Task description:
Take the listing below and output it again exactly.
╭─ Input records
#[macro_use]
extern crate clap;
#[macro_use]
extern crate failure;
#[macro_use]
extern crate log;

extern crate busprog;
use busprog::*;

use std::fs::File;
use std::io::{
	self,
	Write,
};
use std::process::exit;

const DEFAULT_BAUD: u32 = 115200;

fn get_param<T>(matches: &clap::ArgMatches, name: &str) -> AResult<T>
where
	T: std::str::FromStr,
	failure::Error: From<<T as std::str::FromStr>::Err>,
{
	let param = match matches.value_of(name) {
		Some(p) => p,
		None => bail!("missing parameter {}", name),
	};
	param.parse::<T>().map_err(|e| {
		let e = failure::Error::from(e);
		let msg = format!("invalid parameter {}: {}", name, e);
		e.context(msg).into()
	})
}

// byte and register values accept decimal or 0x-prefixed hex
fn get_number(matches: &clap::ArgMatches, name: &str) -> AResult<u32> {
	let param = match matches.value_of(name) {
		Some(p) => p,
		None => bail!("missing parameter {}", name),
	};
	let value = if param.starts_with("0x") || param.starts_with("0X") {
		u32::from_str_radix(&param[2..], 16)
	} else {
		param.parse::<u32>()
	};
	match value {
		Ok(v) => Ok(v),
		Err(e) => bail!("invalid parameter {}: {}", name, e),
	}
}

fn open_device(sub_m: &clap::ArgMatches) -> AResult<protocol::Remote<File>> {
	let path = match sub_m.value_of("DEVICE") {
		Some(p) => p,
		None => bail!("missing parameter DEVICE"),
	};
	let baud = if sub_m.is_present("baud") {
		get_param(sub_m, "baud")?
	} else {
		DEFAULT_BAUD
	};

	Ok(protocol::Remote::new(tty::open_serial(path, baud)?))
}

fn read(sub_m: &clap::ArgMatches) -> AResult<()> {
	let addr: bus::Address = get_param(sub_m, "ADDRESS")?;

	let mut remote = open_device(sub_m)?;
	let value = remote.read(addr)?;
	println!("{}: 0x{:02x}", addr, value);

	Ok(())
}

fn write(sub_m: &clap::ArgMatches) -> AResult<()> {
	let addr: bus::Address = get_param(sub_m, "ADDRESS")?;
	let value = get_number(sub_m, "VALUE")?;
	ensure!(value <= 0xff, "byte value 0x{:x} out of range", value);
	let value = value as u8;

	let mut remote = open_device(sub_m)?;
	remote.write_byte(addr, value)?;
	if sub_m.is_present("verify") {
		let got = remote.read(addr)?;
		ensure!(
			got == value,
			"verify mismatch at {}: wrote 0x{:02x}, read back 0x{:02x}",
			addr,
			value,
			got
		);
	}
	println!("{} <- 0x{:02x}", addr, value);

	Ok(())
}

fn park(sub_m: &clap::ArgMatches) -> AResult<()> {
	let addr: bus::Address = get_param(sub_m, "ADDRESS")?;

	let mut remote = open_device(sub_m)?;
	remote.park(addr)?;
	println!("parked at {}", addr);

	Ok(())
}

fn set_shifter(sub_m: &clap::ArgMatches) -> AResult<()> {
	let value = get_number(sub_m, "VALUE")?;
	ensure!(value <= 0xffff, "extender value 0x{:x} out of range", value);

	let mut remote = open_device(sub_m)?;
	remote.set_extended(value as u16)?;
	println!("extender register now 0x{:04x}", value);

	Ok(())
}

fn dump(sub_m: &clap::ArgMatches) -> AResult<()> {
	let addr: bus::Address = get_param(sub_m, "ADDRESS")?;
	let length = get_number(sub_m, "LENGTH")?;

	let mut remote = open_device(sub_m)?;

	let stdout = io::stdout();
	let mut out = stdout.lock();
	remote.dump(addr, length, &mut out)?;
	out.flush()?;

	Ok(())
}

fn upload(sub_m: &clap::ArgMatches) -> AResult<()> {
	use failure::ResultExt;

	let addr: bus::Address = get_param(sub_m, "ADDRESS")?;
	ensure!(0 == addr.low, "upload start {} is not page aligned", addr);
	let file = match sub_m.value_of("FILE") {
		Some(p) => p,
		None => bail!("missing parameter FILE"),
	};

	let data = std::fs::read(file).context(format!("reading {:?}", file))?;
	ensure!(!data.is_empty(), "image file {:?} is empty", file);

	let mut remote = open_device(sub_m)?;
	remote.upload(addr.page, &data)?;
	if sub_m.is_present("verify") {
		remote.verify(addr.page, &data)?;
	}
	println!("uploaded {} bytes at {}", data.len(), addr);

	Ok(())
}

fn main_app() -> AResult<()> {
	let matches = clap_app!(@app (app_from_crate!())
		(@setting SubcommandRequiredElseHelp)
		(global_setting: clap::AppSettings::VersionlessSubcommands)
		(@subcommand read =>
			(about: "read one byte")
			(@arg baud: -b --baud +takes_value "serial baud rate (default 115200)")
			(@arg DEVICE: +required "serial device of the programmer")
			(@arg ADDRESS: +required "memory location (linear or bank:offset)")
		)
		(@subcommand write =>
			(about: "write one byte")
			(@arg baud: -b --baud +takes_value "serial baud rate (default 115200)")
			(@arg verify: -V --verify "read the byte back afterwards")
			(@arg DEVICE: +required "serial device of the programmer")
			(@arg ADDRESS: +required "memory location (linear or bank:offset)")
			(@arg VALUE: +required "byte value to write")
		)
		(@subcommand park =>
			(about: "hold an address on the bus for probing")
			(@arg baud: -b --baud +takes_value "serial baud rate (default 115200)")
			(@arg DEVICE: +required "serial device of the programmer")
			(@arg ADDRESS: +required "memory location (linear or bank:offset)")
		)
		(@subcommand set_shifter =>
			(about: "load a raw value into the address extender register")
			(@arg baud: -b --baud +takes_value "serial baud rate (default 115200)")
			(@arg DEVICE: +required "serial device of the programmer")
			(@arg VALUE: +required "16 bit register value")
		)
		(@subcommand dump =>
			(about: "dump a memory range as binary to stdout")
			(@arg baud: -b --baud +takes_value "serial baud rate (default 115200)")
			(@arg DEVICE: +required "serial device of the programmer")
			(@arg ADDRESS: +required "memory location (linear or bank:offset)")
			(@arg LENGTH: +required "number of bytes to read")
		)
		(@subcommand upload =>
			(about: "write an image file starting at a page boundary")
			(@arg baud: -b --baud +takes_value "serial baud rate (default 115200)")
			(@arg verify: -V --verify "read the image back afterwards")
			(@arg DEVICE: +required "serial device of the programmer")
			(@arg ADDRESS: +required "page aligned start (linear or bank:offset)")
			(@arg FILE: +required "image file to write")
		)
	).get_matches();

	match matches.subcommand() {
		("read", Some(sub_m)) => {
			read(sub_m)
		}
		("write", Some(sub_m)) => {
			write(sub_m)
		}
		("park", Some(sub_m)) => {
			park(sub_m)
		}
		("set_shifter", Some(sub_m)) => {
			set_shifter(sub_m)
		}
		("dump", Some(sub_m)) => {
			dump(sub_m)
		}
		("upload", Some(sub_m)) => {
			upload(sub_m)
		}
		("", _) => bail!("no subcommand"),
		(cmd, _) => bail!("not implemented subcommand {:?}", cmd),
	}
}

fn main() {
	env_logger::from_env(env_logger::Env::default().default_filter_or("info")).init();

	if let Err(e) = main_app() {
		error!("Error: {}", e);
		exit(1);
	}
}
╰─
Reply to the exercise:
#[macro_use]
extern crate clap;
#[macro_use]
extern crate failure;
#[macro_use]
extern crate log;

extern crate busprog;
use busprog::*;

use std::fs::File;
use std::io::{
	self,
	Write,
};
use std::process::exit;

const DEFAULT_BAUD: u32 = 115200;

fn get_param<T>(matches: &clap::ArgMatches, name: &str) -> AResult<T>
where
	T: std::str::FromStr,
	failure::Error: From<<T as std::str::FromStr>::Err>,
{
	let param = match matches.value_of(name) {
		Some(p) => p,
		None => bail!("missing parameter {}", name),
	};
	param.parse::<T>().map_err(|e| {
		let e = failure::Error::from(e);
		let msg = format!("invalid parameter {}: {}", name, e);
		e.context(msg).into()
	})
}

// byte and register values accept decimal or 0x-prefixed hex
fn get_number(matches: &clap::ArgMatches, name: &str) -> AResult<u32> {
	let param = match matches.value_of(name) {
		Some(p) => p,
		None => bail!("missing parameter {}", name),
	};
	let value = if param.starts_with("0x") || param.starts_with("0X") {
		u32::from_str_radix(&param[2..], 16)
	} else {
		param.parse::<u32>()
	};
	match value {
		Ok(v) => Ok(v),
		Err(e) => bail!("invalid parameter {}: {}", name, e),
	}
}

fn open_device(sub_m: &clap::ArgMatches) -> AResult<protocol::Remote<File>> {
	let path = match sub_m.value_of("DEVICE") {
		Some(p) => p,
		None => bail!("missing parameter DEVICE"),
	};
	let baud = if sub_m.is_present("baud") {
		get_param(sub_m, "baud")?
	} else {
		DEFAULT_BAUD
	};

	Ok(protocol::Remote::new(tty::open_serial(path, baud)?))
}

fn read(sub_m: &clap::ArgMatches) -> AResult<()> {
	let addr: bus::Address = get_param(sub_m, "ADDRESS")?;

	let mut remote = open_device(sub_m)?;
	let value = remote.read(addr)?;
	println!("{}: 0x{:02x}", addr, value);

	Ok(())
}

fn write(sub_m: &clap::ArgMatches) -> AResult<()> {
	let addr: bus::Address = get_param(sub_m, "ADDRESS")?;
	let value = get_number(sub_m, "VALUE")?;
	ensure!(value <= 0xff, "byte value 0x{:x} out of range", value);
	let value = value as u8;

	let mut remote = open_device(sub_m)?;
	remote.write_byte(addr, value)?;
	if sub_m.is_present("verify") {
		let got = remote.read(addr)?;
		ensure!(
			got == value,
			"verify mismatch at {}: wrote 0x{:02x}, read back 0x{:02x}",
			addr,
			value,
			got
		);
	}
	println!("{} <- 0x{:02x}", addr, value);

	Ok(())
}

fn park(sub_m: &clap::ArgMatches) -> AResult<()> {
	let addr: bus::Address = get_param(sub_m, "ADDRESS")?;

	let mut remote = open_device(sub_m)?;
	remote.park(addr)?;
	println!("parked at {}", addr);

	Ok(())
}

fn set_shifter(sub_m: &clap::ArgMatches) -> AResult<()> {
	let value = get_number(sub_m, "VALUE")?;
	ensure!(value <= 0xffff, "extender value 0x{:x} out of range", value);

	let mut remote = open_device(sub_m)?;
	remote.set_extended(value as u16)?;
	println!("extender register now 0x{:04x}", value);

	Ok(())
}

fn dump(sub_m: &clap::ArgMatches) -> AResult<()> {
	let addr: bus::Address = get_param(sub_m, "ADDRESS")?;
	let length = get_number(sub_m, "LENGTH")?;

	let mut remote = open_device(sub_m)?;

	let stdout = io::stdout();
	let mut out = stdout.lock();
	remote.dump(addr, length, &mut out)?;
	out.flush()?;

	Ok(())
}

fn upload(sub_m: &clap::ArgMatches) -> AResult<()> {
	use failure::ResultExt;

	let addr: bus::Address = get_param(sub_m, "ADDRESS")?;
	ensure!(0 == addr.low, "upload start {} is not page aligned", addr);
	let file = match sub_m.value_of("FILE") {
		Some(p) => p,
		None => bail!("missing parameter FILE"),
	};

	let data = std::fs::read(file).context(format!("reading {:?}", file))?;
	ensure!(!data.is_empty(), "image file {:?} is empty", file);

	let mut remote = open_device(sub_m)?;
	remote.upload(addr.page, &data)?;
	if sub_m.is_present("verify") {
		remote.verify(addr.page, &data)?;
	}
	println!("uploaded {} bytes at {}", data.len(), addr);

	Ok(())
}

fn main_app() -> AResult<()> {
	let matches = clap_app!(@app (app_from_crate!())
		(@setting SubcommandRequiredElseHelp)
		(global_setting: clap::AppSettings::VersionlessSubcommands)
		(@subcommand read =>
			(about: "read one byte")
			(@arg baud: -b --baud +takes_value "serial baud rate (default 115200)")
			(@arg DEVICE: +required "serial device of the programmer")
			(@arg ADDRESS: +required "memory location (linear or bank:offset)")
		)
		(@subcommand write =>
			(about: "write one byte")
			(@arg baud: -b --baud +takes_value "serial baud rate (default 115200)")
			(@arg verify: -V --verify "read the byte back afterwards")
			(@arg DEVICE: +required "serial device of the programmer")
			(@arg ADDRESS: +required "memory location (linear or bank:offset)")
			(@arg VALUE: +required "byte value to write")
		)
		(@subcommand park =>
			(about: "hold an address on the bus for probing")
			(@arg baud: -b --baud +takes_value "serial baud rate (default 115200)")
			(@arg DEVICE: +required "serial device of the programmer")
			(@arg ADDRESS: +required "memory location (linear or bank:offset)")
		)
		(@subcommand set_shifter =>
			(about: "load a raw value into the address extender register")
			(@arg baud: -b --baud +takes_value "serial baud rate (default 115200)")
			(@arg DEVICE: +required "serial device of the programmer")
			(@arg VALUE: +required "16 bit register value")
		)
		(@subcommand dump =>
			(about: "dump a memory range as binary to stdout")
			(@arg baud: -b --baud +takes_value "serial baud rate (default 115200)")
			(@arg DEVICE: +required "serial device of the programmer")
			(@arg ADDRESS: +required "memory location (linear or bank:offset)")
			(@arg LENGTH: +required "number of bytes to read")
		)
		(@subcommand upload =>
			(about: "write an image file starting at a page boundary")
			(@arg baud: -b --baud +takes_value "serial baud rate (default 115200)")
			(@arg verify: -V --verify "read the image back afterwards")
			(@arg DEVICE: +required "serial device of the programmer")
			(@arg ADDRESS: +required "page aligned start (linear or bank:offset)")
			(@arg FILE: +required "image file to write")
		)
	).get_matches();

	match matches.subcommand() {
		("read", Some(sub_m)) => {
			read(sub_m)
		}
		("write", Some(sub_m)) => {
			write(sub_m)
		}
		("park", Some(sub_m)) => {
			park(sub_m)
		}
		("set_shifter", Some(sub_m)) => {
			set_shifter(sub_m)
		}
		("dump", Some(sub_m)) => {
			dump(sub_m)
		}
		("upload", Some(sub_m)) => {
			upload(sub_m)
		}
		("", _) => bail!("no subcommand"),
		(cmd, _) => bail!("not implemented subcommand {:?}", cmd),
	}
}

fn main() {
	env_logger::from_env(env_logger::Env::default().default_filter_or("info")).init();

	if let Err(e) = main_app() {
		error!("Error: {}", e);
		exit(1);
	}
}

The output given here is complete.